A movement is already under way locally and “putting all those individual efforts together will cause a shift in perception ... and we know perception becomes reality,” Leonard said.
The number of higher educational institutions in the area and an outstanding health care system make Cumberland and Allegany County a prime ground for a center of integrative health and wellness, Leonard said. Massage therapy, nursing and other healing arts are taught at local institutions, she said.
Leonard pointed to Duke University’s leadership as a model for combining traditional medicine and other modes of healing from around the world, including meditation, acupuncture and other traditional healing methods.

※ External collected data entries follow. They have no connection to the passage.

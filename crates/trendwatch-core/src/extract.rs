//! Post tokenization.
//!
//! Turns the text of one post into candidate hashtags and words. Pure: the
//! same input always yields the same output.

use std::collections::HashSet;
use std::sync::OnceLock;

use regex::Regex;

use crate::constants::{
    MAX_WORD_CHARS_EXCLUSIVE, MIN_HASHTAG_CHARS_EXCLUSIVE, MIN_WORD_CHARS_EXCLUSIVE,
};
use crate::models::ExtractedTerm;

fn hashtag_regex() -> &'static Regex {
    static HASHTAG: OnceLock<Regex> = OnceLock::new();
    // \w is Unicode-aware, so accented Latin letters stay inside the tag.
    HASHTAG.get_or_init(|| Regex::new(r"#\w+").expect("hashtag pattern is valid"))
}

/// Extract terms from a post written in `target_language`.
///
/// Posts that do not declare the target language yield nothing. Hashtags come
/// first, in the order they appear, followed by the de-duplicated words.
pub fn extract_terms<S: AsRef<str>>(
    text: &str,
    languages: &[S],
    target_language: &str,
) -> Vec<ExtractedTerm> {
    if !languages.iter().any(|lang| lang.as_ref() == target_language) {
        return Vec::new();
    }

    let text = text.trim();
    let mut terms = extract_hashtags(text);
    terms.extend(extract_words(text));
    terms
}

/// Hashtags keep their original casing.
pub fn extract_hashtags(text: &str) -> Vec<ExtractedTerm> {
    hashtag_regex()
        .find_iter(text)
        .map(|m| m.as_str())
        .filter(|tag| tag.chars().count() > MIN_HASHTAG_CHARS_EXCLUSIVE)
        .map(ExtractedTerm::hashtag)
        .collect()
}

/// Words are split on single spaces, de-duplicated case-sensitively, then
/// lower-cased. "Festa festa" therefore yields "festa" twice.
pub fn extract_words(text: &str) -> Vec<ExtractedTerm> {
    let mut seen = HashSet::new();

    text.split(' ')
        .filter(|token| !token.starts_with('#'))
        .filter(|token| {
            let len = token.chars().count();
            len > MIN_WORD_CHARS_EXCLUSIVE && len < MAX_WORD_CHARS_EXCLUSIVE
        })
        .filter(|token| seen.insert(*token))
        .map(|token| ExtractedTerm::word(token.to_lowercase()))
        .collect()
}
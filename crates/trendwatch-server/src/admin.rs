//! One-shot settings administration against the store.

use std::path::Path;

use anyhow::{bail, Context, Result};
use tracing::info;

use trendwatch_core::models::Settings;
use trendwatch_core::TermStore;

/// Current settings as pretty JSON.
pub fn show_settings(store: &dyn TermStore) -> Result<String> {
    let settings = store.load_settings().context("Failed to load settings")?;
    Ok(serde_json::to_string_pretty(&settings)?)
}

/// Parse and validate a settings document without touching the store.
pub fn parse_settings(json: &str) -> Result<Settings> {
    let settings: Settings = serde_json::from_str(json).context("Invalid settings JSON")?;

    if let Some(pin) = &settings.pinned_word {
        if pin.word.trim().is_empty() {
            bail!("pinnedWord.word must not be empty");
        }
    }
    if let Some(annotation) = settings
        .trend_annotations
        .iter()
        .find(|a| a.word.trim().is_empty())
    {
        bail!("trendAnnotations entry with message {:?} has an empty word", annotation.message);
    }

    Ok(settings)
}

/// Replace the stored settings with the contents of `path`. The running
/// service picks them up on its next settings refresh.
pub fn set_settings(store: &dyn TermStore, path: &Path) -> Result<Settings> {
    let json = std::fs::read_to_string(path)
        .with_context(|| format!("Failed to read settings file: {}", path.display()))?;
    let settings = parse_settings(&json)
        .with_context(|| format!("Failed to parse settings file: {}", path.display()))?;
    store
        .save_settings(&settings)
        .context("Failed to save settings")?;
    info!(
        blacklist_trends = settings.blacklist_trends.len(),
        blacklist_words = settings.blacklist_words.len(),
        "Settings saved"
    );
    Ok(settings)
}
//! Application-wide constants
//!
//! Defaults for the ranking tiers and refresh cadence live here so the config
//! layer and the tests agree on them.

/// Record type of a post on the firehose; every other record type is ignored.
pub const POST_RECORD_TYPE: &str = "app.bsky.feed.post";

/// Language a post must declare to be tokenized.
pub const DEFAULT_TARGET_LANGUAGE: &str = "pt";

// Tier defaults
pub const DEFAULT_HOUR_LIMIT: usize = 15;
pub const DEFAULT_RECENT_LIMIT: usize = 10;
pub const HOURLY_WINDOW_SECS: u64 = 90 * 60;
pub const RECENT_WINDOW_SECS: u64 = 10 * 60;

/// Extra groups fetched beyond the limit to absorb blacklist rejections.
pub const DEFAULT_OVERFETCH: usize = 9;

// Retention
pub const RETENTION_SECS: u64 = 3 * 60 * 60;
pub const EVICTION_INTERVAL_SECS: u64 = 60 * 60;

/// Upper bound for any window, retention or interval setting (one year).
pub const MAX_DURATION_SECS: u64 = 366 * 24 * 60 * 60;

// Refresh cadence
pub const SETTINGS_REFRESH_SECS: u64 = 29;
pub const TRENDING_REFRESH_SECS: u64 = 30;

// Word token bounds (exclusive on both ends, in chars)
pub const MIN_WORD_CHARS_EXCLUSIVE: usize = 2;
pub const MAX_WORD_CHARS_EXCLUSIVE: usize = 64;

/// Hashtags must be longer than this, counting the leading '#'.
pub const MIN_HASHTAG_CHARS_EXCLUSIVE: usize = 2;

/// Buffer between the post source and the ingestor.
pub const DEFAULT_CHANNEL_CAPACITY: usize = 4096;

/// Posts being written on the blocking pool at once.
pub const DEFAULT_MAX_PENDING_WRITES: usize = 8;
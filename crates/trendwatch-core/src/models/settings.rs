//! Administrator-controlled settings.
//!
//! Stored as a single JSON document. The running service never reads the
//! live row on the hot path; it works from the copy cached by the last
//! successful settings refresh.

use std::collections::BTreeSet;

use serde::{Deserialize, Serialize};

#[derive(Clone, Debug, Default, PartialEq, Eq, Serialize, Deserialize)]
#[serde(rename_all = "camelCase", default)]
pub struct Settings {
    /// Terms rejected on exact (case-insensitive) match.
    pub blacklist_trends: BTreeSet<String>,
    /// Terms rejected when they contain any of these as a substring.
    pub blacklist_words: BTreeSet<String>,
    /// Authors whose posts are ignored entirely.
    pub blacklist_users: BTreeSet<String>,
    #[serde(skip_serializing_if = "Option::is_none")]
    pub pinned_word: Option<PinnedWord>,
    pub trend_annotations: Vec<TrendAnnotation>,
    pub acceptable_stat_events: BTreeSet<String>,
}

#[derive(Clone, Debug, PartialEq, Eq, Serialize, Deserialize)]
#[serde(rename_all = "camelCase")]
pub struct PinnedWord {
    #[serde(default = "default_enabled")]
    pub enabled: bool,
    pub word: String,
    pub display_count: u64,
    #[serde(default, skip_serializing_if = "Option::is_none")]
    pub message: Option<String>,
    #[serde(default)]
    pub position: usize,
}

fn default_enabled() -> bool {
    true
}

#[derive(Clone, Debug, PartialEq, Eq, Serialize, Deserialize)]
pub struct TrendAnnotation {
    pub word: String,
    pub message: String,
}

impl Settings {
    pub fn active_pin(&self) -> Option<&PinnedWord> {
        self.pinned_word.as_ref().filter(|pin| pin.enabled)
    }

    pub fn annotation_for(&self, text: &str) -> Option<&TrendAnnotation> {
        let needle = text.to_lowercase();
        self.trend_annotations
            .iter()
            .find(|annotation| annotation.word.to_lowercase() == needle)
    }
}
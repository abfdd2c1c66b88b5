//! Periodic refresh of the cached settings and trending snapshot.
//!
//! Three independent jobs run on their own timers: settings refresh,
//! trending refresh and retention eviction. They share no lock; each one
//! publishes by whole-snapshot replacement through [`TrendCache`].

use std::future::Future;
use std::sync::Arc;
use std::time::Duration;

use chrono::{DateTime, Utc};
use tokio::task::JoinHandle;
use tokio::time::MissedTickBehavior;
use tracing::{debug, info, warn};

use crate::aggregate::{aggregate_window_async, WindowQuery};
use crate::cache::{PublishOutcome, TrendCache};
use crate::config::TrendConfig;
use crate::merge::{build_trending, TierLists};
use crate::models::{TermKind, TrendingSnapshot};
use crate::store::{evict_expired, run_blocking, SharedStore, StoreError};

/// Windows, limits and cadence for the refresh jobs.
#[derive(Debug, Clone)]
pub struct RefreshPlan {
    pub hourly_window: Duration,
    pub recent_window: Duration,
    pub hour_limit: usize,
    pub recent_limit: usize,
    pub overfetch: usize,
    pub retention: Duration,
    pub settings_interval: Duration,
    pub trending_interval: Duration,
    pub eviction_interval: Duration,
}

impl RefreshPlan {
    pub fn from_config(config: &TrendConfig) -> Self {
        Self {
            hourly_window: Duration::from_secs(config.hourly_window_secs),
            recent_window: Duration::from_secs(config.recent_window_secs),
            hour_limit: config.hour_limit,
            recent_limit: config.recent_limit,
            overfetch: config.overfetch,
            retention: Duration::from_secs(config.retention_secs),
            settings_interval: Duration::from_secs(config.settings_refresh_secs),
            trending_interval: Duration::from_secs(config.trending_refresh_secs),
            eviction_interval: Duration::from_secs(config.eviction_interval_secs),
        }
    }

    fn query(&self, kind: TermKind, window: Duration, limit: usize) -> WindowQuery {
        WindowQuery::new(kind, window, limit, self.overfetch)
    }
}

pub struct Refresher {
    store: SharedStore,
    cache: Arc<TrendCache>,
    plan: RefreshPlan,
}

impl Refresher {
    pub fn new(store: SharedStore, cache: Arc<TrendCache>, plan: RefreshPlan) -> Self {
        Self { store, cache, plan }
    }

    pub fn cache(&self) -> Arc<TrendCache> {
        self.cache.clone()
    }

    /// Re-read settings. On failure the cached copy stays in place.
    pub async fn refresh_settings(&self) -> bool {
        match run_blocking(&self.store, |store| store.load_settings()).await {
            Ok(settings) => {
                self.cache.replace_settings(settings);
                debug!("Settings refreshed");
                true
            }
            Err(e) => {
                warn!("Settings refresh failed, keeping cached settings: {}", e);
                false
            }
        }
    }

    pub async fn refresh_trending(&self) -> PublishOutcome {
        self.refresh_trending_at(Utc::now()).await
    }

    /// Rank all four windows against the cached settings and publish.
    pub async fn refresh_trending_at(&self, now: DateTime<Utc>) -> PublishOutcome {
        let settings = self.cache.settings();
        let plan = &self.plan;

        let (hourly_tags, hourly_words, recent_tags, recent_words) = tokio::join!(
            aggregate_window_async(
                &self.store,
                plan.query(TermKind::Hashtag, plan.hourly_window, plan.hour_limit),
                settings.clone(),
                now,
            ),
            aggregate_window_async(
                &self.store,
                plan.query(TermKind::Word, plan.hourly_window, plan.hour_limit),
                settings.clone(),
                now,
            ),
            aggregate_window_async(
                &self.store,
                plan.query(TermKind::Hashtag, plan.recent_window, plan.recent_limit),
                settings.clone(),
                now,
            ),
            aggregate_window_async(
                &self.store,
                plan.query(TermKind::Word, plan.recent_window, plan.recent_limit),
                settings.clone(),
                now,
            ),
        );

        let entries = build_trending(
            TierLists::new(hourly_tags, hourly_words),
            TierLists::new(recent_tags, recent_words),
            plan.hour_limit,
            plan.recent_limit,
            &settings,
        );
        let count = entries.len();

        let outcome = self
            .cache
            .publish_trending(TrendingSnapshot::new(now, entries));
        if outcome == PublishOutcome::Published {
            info!(entries = count, "Trending cache updated");
        }
        outcome
    }

    /// Drop events older than the retention horizon.
    pub async fn evict(&self) -> Result<usize, StoreError> {
        let Ok(retention) = chrono::Duration::from_std(self.plan.retention) else {
            return Ok(0);
        };
        let now = Utc::now();
        run_blocking(&self.store, move |store| evict_expired(store, now, retention)).await
    }

    /// Settings first, so the first trending list is filtered with real
    /// blacklists. Must complete before readers are served.
    pub async fn initial_refresh(&self) {
        if !self.refresh_settings().await {
            warn!("Starting with default settings");
        }
        self.refresh_trending().await;
    }

    /// Start the periodic jobs. Each one waits a full period before its first
    /// run since [`Refresher::initial_refresh`] has already covered it.
    pub fn spawn_jobs(self: &Arc<Self>) -> RefreshJobs {
        let settings = {
            let this = self.clone();
            spawn_periodic(self.plan.settings_interval, move || {
                let this = this.clone();
                async move {
                    this.refresh_settings().await;
                }
            })
        };

        let trending = {
            let this = self.clone();
            spawn_periodic(self.plan.trending_interval, move || {
                let this = this.clone();
                async move {
                    this.refresh_trending().await;
                }
            })
        };

        let eviction = {
            let this = self.clone();
            let retention_hours = self.plan.retention.as_secs_f64() / 3600.0;
            spawn_periodic(self.plan.eviction_interval, move || {
                let this = this.clone();
                async move {
                    match this.evict().await {
                        Ok(deleted) => {
                            info!(deleted, "Removed terms older than {:.1}h", retention_hours)
                        }
                        Err(e) => warn!("Eviction failed, will retry next cycle: {}", e),
                    }
                }
            })
        };

        RefreshJobs {
            handles: vec![settings, trending, eviction],
        }
    }
}

fn spawn_periodic<F, Fut>(period: Duration, job: F) -> JoinHandle<()>
where
    F: Fn() -> Fut + Send + 'static,
    Fut: Future<Output = ()> + Send + 'static,
{
    tokio::spawn(async move {
        let mut ticker = tokio::time::interval(period);
        ticker.set_missed_tick_behavior(MissedTickBehavior::Delay);
        // The first tick completes immediately.
        ticker.tick().await;
        loop {
            ticker.tick().await;
            job().await;
        }
    })
}

/// Handles of the running refresh jobs.
pub struct RefreshJobs {
    handles: Vec<JoinHandle<()>>,
}

impl RefreshJobs {
    pub fn abort_all(&self) {
        for handle in &self.handles {
            handle.abort();
        }
    }

    pub fn len(&self) -> usize {
        self.handles.len()
    }

    pub fn is_empty(&self) -> bool {
        self.handles.is_empty()
    }
}

impl Drop for RefreshJobs {
    fn drop(&mut self) {
        self.abort_all();
    }
}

The body and mind are intertwined in both healing and disease prevention, Leonard said.
Integrative medicine “is a new approach to medical care that brings patient and practitioner together in a dynamic partnership dedicated to optimizing the patient’s health and healing. This approach focuses on the whole person, recognizing that the subtle interactions of mind, body, spirit and community have a direct impact on vitality and well-being,” according to the Duke University Integrative Medicine website.
Those approaches may include yoga, acupuncture, massage and meditation, among other modalities, Leonard said.
Leonard herself has practiced and taught yoga for years. She is also a mindfulness-based stress reduction program instructor.
“They can have a huge impact on managing stress, reducing blood pressure and strengthening the immune system,” Leonard said. The local medical community is open to an integrative approach to wellness, she said.
There are 10 components of wellness, Leonard said, and most are in abundance in our community.
Intellectual wellness, for instance, is fostered by the Imagination Library, which provided free books to children from their birth to 5 years of age.
Despite the economic challenges the region faces, the “mosaic, the larger picture,” points to positive things happening in the community, Leonard said.
All that’s needed is a common vision, she said.
“The vision can inspire people to look at what is around them and move forward,” she said.